BEIJING, July 21 (UPI) — Chinese gay rights activists are upset over a new dictionary edition’s failure to include a definition widely used by homosexuals in China for “gay.”
In China, the word “tongzhi,” which was primarily used to mean “comrade,” is colloquially used to mean “gay,” the BBC reported Saturday.
Revisers of the sixth edition of the Contemporary Chinese Dictionary, the main dictionary in China, said they made a choice to exclude the alternative meaning of “tongzhi.”

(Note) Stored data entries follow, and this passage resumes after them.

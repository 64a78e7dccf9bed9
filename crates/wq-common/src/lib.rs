use serde::de::DeserializeOwned;
use serde::{Deserialize, Serialize};
use chrono::{DateTime, Utc};
use std::collections::HashMap;
use std::fmt;
use std::time::Duration;

pub mod cancel;
pub mod logging;

pub use cancel::CancellationToken;

// ============================================================================
// Identifiers
// ============================================================================

/// Transport-assigned identity of a queued message.
#[derive(Debug, Clone, PartialEq, Eq, Hash, PartialOrd, Ord, Serialize, Deserialize)]
#[serde(transparent)]
pub struct MessageId(String);

impl MessageId {
    pub fn new(id: impl Into<String>) -> Self {
        Self(id.into())
    }

    /// A fresh random id (uuid v4)
    pub fn generate() -> Self {
        Self(uuid::Uuid::new_v4().to_string())
    }

    pub fn as_str(&self) -> &str {
        &self.0
    }
}

impl fmt::Display for MessageId {
    fn fmt(&self, f: &mut fmt::Formatter<'_>) -> fmt::Result {
        f.write_str(&self.0)
    }
}

impl From<String> for MessageId {
    fn from(s: String) -> Self {
        Self(s)
    }
}

impl From<&str> for MessageId {
    fn from(s: &str) -> Self {
        Self(s.to_string())
    }
}

/// Correlates a message with its producer-side request (RPC responses, tracing).
#[derive(Debug, Clone, PartialEq, Eq, Hash, Serialize, Deserialize)]
#[serde(transparent)]
pub struct CorrelationId(String);

impl CorrelationId {
    pub fn new(id: impl Into<String>) -> Self {
        Self(id.into())
    }

    pub fn generate() -> Self {
        Self(uuid::Uuid::new_v4().to_string())
    }

    pub fn as_str(&self) -> &str {
        &self.0
    }
}

impl Default for CorrelationId {
    fn default() -> Self {
        Self::generate()
    }
}

impl fmt::Display for CorrelationId {
    fn fmt(&self, f: &mut fmt::Formatter<'_>) -> fmt::Result {
        f.write_str(&self.0)
    }
}

impl From<&str> for CorrelationId {
    fn from(s: &str) -> Self {
        Self(s.to_string())
    }
}

// ============================================================================
// Core Message Types
// ============================================================================

/// Header bag carried alongside every message. Key order is irrelevant.
pub type Headers = HashMap<String, String>;

/// Well-known header keys stamped by the producer side.
pub mod headers {
    pub const CORRELATION_ID: &str = "wq-correlation-id";
    pub const REPLY_TO: &str = "wq-reply-to";
    pub const ROUTE: &str = "wq-route";
}

/// An opaque payload plus its headers, as handed to a producer.
#[derive(Debug, Clone, Default, PartialEq, Eq, Serialize, Deserialize)]
pub struct Message {
    pub body: Vec<u8>,
    #[serde(default)]
    pub headers: Headers,
}

impl Message {
    pub fn new(body: impl Into<Vec<u8>>) -> Self {
        Self {
            body: body.into(),
            headers: Headers::new(),
        }
    }

    /// Build a message whose body is the JSON encoding of `value`
    pub fn from_json<T: Serialize>(value: &T) -> serde_json::Result<Self> {
        Ok(Self::new(serde_json::to_vec(value)?))
    }

    pub fn with_header(mut self, key: impl Into<String>, value: impl Into<String>) -> Self {
        self.headers.insert(key.into(), value.into());
        self
    }

    pub fn header(&self, key: &str) -> Option<&str> {
        self.headers.get(key).map(String::as_str)
    }

    pub fn body_json<T: DeserializeOwned>(&self) -> serde_json::Result<T> {
        serde_json::from_slice(&self.body)
    }
}

/// Per-send options supplied by the producer.
#[derive(Debug, Clone, Default)]
pub struct AdditionalMessageData {
    /// Correlation id to stamp; a fresh one is generated when absent
    pub correlation_id: Option<CorrelationId>,
    /// Keep the message invisible to consumers for this long after enqueue
    pub delay: Option<Duration>,
    /// Drop the message if it has not been processed within this window
    pub expiration: Option<Duration>,
    /// Optional route; consumers may filter on it
    pub route: Option<String>,
    /// Extra headers merged over the message's own headers
    pub headers: Headers,
}

impl AdditionalMessageData {
    pub fn new() -> Self {
        Self::default()
    }

    pub fn with_correlation_id(mut self, id: CorrelationId) -> Self {
        self.correlation_id = Some(id);
        self
    }

    pub fn with_delay(mut self, delay: Duration) -> Self {
        self.delay = Some(delay);
        self
    }

    pub fn with_expiration(mut self, expiration: Duration) -> Self {
        self.expiration = Some(expiration);
        self
    }

    pub fn with_route(mut self, route: impl Into<String>) -> Self {
        self.route = Some(route.into());
        self
    }

    pub fn with_header(mut self, key: impl Into<String>, value: impl Into<String>) -> Self {
        self.headers.insert(key.into(), value.into());
        self
    }
}

/// A message that has been dequeued by a consumer, with tracking metadata
#[derive(Debug, Clone)]
pub struct ReceivedMessage {
    pub id: MessageId,
    pub correlation_id: CorrelationId,
    pub body: Vec<u8>,
    pub headers: Headers,
    /// How many times this message was rolled back after a handler failure
    pub retry_count: u32,
    pub enqueued_at: DateTime<Utc>,
}

impl ReceivedMessage {
    pub fn header(&self, key: &str) -> Option<&str> {
        self.headers.get(key).map(String::as_str)
    }

    pub fn body_json<T: DeserializeOwned>(&self) -> serde_json::Result<T> {
        serde_json::from_slice(&self.body)
    }
}

// ============================================================================
// Worker State Types
// ============================================================================

/// Result of a heartbeat update.
///
/// `last_heartbeat == None` means the row backing the message no longer
/// exists; callers treat that as informational.
#[derive(Debug, Clone, PartialEq, Eq)]
pub struct HeartBeatStatus {
    pub message_id: MessageId,
    pub last_heartbeat: Option<DateTime<Utc>>,
}

impl HeartBeatStatus {
    pub fn new(message_id: MessageId, last_heartbeat: Option<DateTime<Utc>>) -> Self {
        Self {
            message_id,
            last_heartbeat,
        }
    }
}

/// Per-worker idle state, driven only by the processing Idle/NotIdle edges
#[derive(Debug, Clone, Copy, PartialEq, Eq, Default, Serialize, Deserialize)]
pub enum IdleStatus {
    #[default]
    Unknown,
    Idle,
    NotIdle,
}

“We knew about the usage but we can’t include it,” said linguist Jiang Lansheng, one of the compilers of the dictionary. “You can use the word whichever way you like, but we won’t put it into a standard dictionary because we don’t want to promote these things. We don’t want to draw attention to these things.”
Some gay rights campaigners have complained that it is unacceptable that the “gay” meaning of “tongzhi” was excluded from the dictionary.
“Tongzhi is the most commonly used, non-offensive term used by our circle to refer to homosexuals,” Nan Feng, a gay rights activist told Xinhua. “We hope the compilers can view the word from an impartial standpoint.”
Meanwhile, observers say they are not surprised the dictionary did not include the definition.
“The use of ‘tongzhi’ to describe homosexuality started in Hong Kong and Taiwan to make fun of the mainland’s communist terminology because Chinese leaders address each other using ‘tongzhi’ meaning ‘comrade’ — for instance, ‘Hu Jintao tongzhi’ or ‘Wen Jiabao tongzhi’,” said Ding Xueliang, a social sciences professor from Hong Kong University of Science and Technology. “So it’s quite normal that the Chinese government doesn’t want to take this new meaning into the dictionary.”